▶ **PROBLEM DESCRIPTION**
Return, exactly and in full, the lines of the records below starting at the one with "filename odo_cli/src/check.rs" and ending at the one with "if let Some(n)", and no other lines.

Stored items
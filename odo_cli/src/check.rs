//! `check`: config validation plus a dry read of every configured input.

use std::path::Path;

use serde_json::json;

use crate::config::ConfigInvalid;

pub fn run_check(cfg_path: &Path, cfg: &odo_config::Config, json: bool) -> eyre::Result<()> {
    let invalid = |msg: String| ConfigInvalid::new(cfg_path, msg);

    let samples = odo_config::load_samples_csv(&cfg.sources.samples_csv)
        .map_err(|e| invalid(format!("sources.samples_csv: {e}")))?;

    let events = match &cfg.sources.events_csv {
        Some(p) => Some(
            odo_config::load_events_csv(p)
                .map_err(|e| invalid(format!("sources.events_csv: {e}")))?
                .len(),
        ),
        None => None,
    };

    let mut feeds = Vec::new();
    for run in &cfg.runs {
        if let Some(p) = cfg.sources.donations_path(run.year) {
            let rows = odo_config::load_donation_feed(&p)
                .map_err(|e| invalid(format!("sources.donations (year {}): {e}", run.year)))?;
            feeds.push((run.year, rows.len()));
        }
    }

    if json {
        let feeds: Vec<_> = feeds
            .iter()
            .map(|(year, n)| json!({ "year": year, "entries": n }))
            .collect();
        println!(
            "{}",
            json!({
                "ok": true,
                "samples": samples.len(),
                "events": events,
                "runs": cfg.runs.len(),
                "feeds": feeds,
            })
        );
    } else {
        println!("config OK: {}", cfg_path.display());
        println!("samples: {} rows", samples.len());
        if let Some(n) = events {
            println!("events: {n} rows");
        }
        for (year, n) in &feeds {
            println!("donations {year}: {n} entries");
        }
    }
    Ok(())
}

--

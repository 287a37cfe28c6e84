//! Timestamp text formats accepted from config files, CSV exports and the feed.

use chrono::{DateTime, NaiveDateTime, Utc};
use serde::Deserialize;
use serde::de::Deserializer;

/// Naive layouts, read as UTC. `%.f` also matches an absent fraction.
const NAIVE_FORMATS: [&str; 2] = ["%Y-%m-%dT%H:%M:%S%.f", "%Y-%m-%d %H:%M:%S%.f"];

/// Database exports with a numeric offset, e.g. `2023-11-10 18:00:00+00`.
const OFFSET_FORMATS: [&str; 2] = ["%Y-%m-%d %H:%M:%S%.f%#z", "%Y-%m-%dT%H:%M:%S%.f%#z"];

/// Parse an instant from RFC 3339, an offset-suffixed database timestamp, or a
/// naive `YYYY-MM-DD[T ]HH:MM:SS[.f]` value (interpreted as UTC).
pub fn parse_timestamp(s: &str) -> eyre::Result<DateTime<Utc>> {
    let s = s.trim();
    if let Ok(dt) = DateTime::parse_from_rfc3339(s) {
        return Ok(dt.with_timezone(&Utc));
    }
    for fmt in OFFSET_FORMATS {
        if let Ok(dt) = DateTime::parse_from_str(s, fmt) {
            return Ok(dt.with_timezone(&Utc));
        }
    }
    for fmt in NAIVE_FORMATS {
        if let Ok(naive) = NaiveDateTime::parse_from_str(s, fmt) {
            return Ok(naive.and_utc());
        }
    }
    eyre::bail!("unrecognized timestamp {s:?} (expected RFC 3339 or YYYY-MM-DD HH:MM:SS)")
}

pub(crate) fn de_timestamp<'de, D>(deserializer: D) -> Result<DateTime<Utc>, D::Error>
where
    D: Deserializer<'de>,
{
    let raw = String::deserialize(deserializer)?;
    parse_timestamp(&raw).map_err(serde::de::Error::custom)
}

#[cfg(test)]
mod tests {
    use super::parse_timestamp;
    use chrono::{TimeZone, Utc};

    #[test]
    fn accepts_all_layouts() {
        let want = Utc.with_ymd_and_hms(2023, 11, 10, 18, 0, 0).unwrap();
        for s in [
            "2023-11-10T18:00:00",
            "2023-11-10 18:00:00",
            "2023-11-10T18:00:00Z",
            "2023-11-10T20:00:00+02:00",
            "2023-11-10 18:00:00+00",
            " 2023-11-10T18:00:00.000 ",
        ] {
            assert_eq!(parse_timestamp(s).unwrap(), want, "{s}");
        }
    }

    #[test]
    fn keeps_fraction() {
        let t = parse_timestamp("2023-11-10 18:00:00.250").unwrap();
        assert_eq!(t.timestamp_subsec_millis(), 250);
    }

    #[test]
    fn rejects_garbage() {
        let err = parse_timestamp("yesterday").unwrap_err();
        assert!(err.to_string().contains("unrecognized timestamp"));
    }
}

▶ **ANSWER BELOW**
filename odo_cli/src/check.rs
//! `check`: config validation plus a dry read of every configured input.

use std::path::Path;

use serde_json::json;

use crate::config::ConfigInvalid;

pub fn run_check(cfg_path: &Path, cfg: &odo_config::Config, json: bool) -> eyre::Result<()> {
    let invalid = |msg: String| ConfigInvalid::new(cfg_path, msg);

    let samples = odo_config::load_samples_csv(&cfg.sources.samples_csv)
        .map_err(|e| invalid(format!("sources.samples_csv: {e}")))?;

    let events = match &cfg.sources.events_csv {
        Some(p) => Some(
            odo_config::load_events_csv(p)
                .map_err(|e| invalid(format!("sources.events_csv: {e}")))?
                .len(),
        ),
        None => None,
    };

    let mut feeds = Vec::new();
    for run in &cfg.runs {
        if let Some(p) = cfg.sources.donations_path(run.year) {
            let rows = odo_config::load_donation_feed(&p)
                .map_err(|e| invalid(format!("sources.donations (year {}): {e}", run.year)))?;
            feeds.push((run.year, rows.len()));
        }
    }

    if json {
        let feeds: Vec<_> = feeds
            .iter()
            .map(|(year, n)| json!({ "year": year, "entries": n }))
            .collect();
        println!(
            "{}",
            json!({
                "ok": true,
                "samples": samples.len(),
                "events": events,
                "runs": cfg.runs.len(),
                "feeds": feeds,
            })
        );
    } else {
        println!("config OK: {}", cfg_path.display());
        println!("samples: {} rows", samples.len());
        if let Some(n) = events {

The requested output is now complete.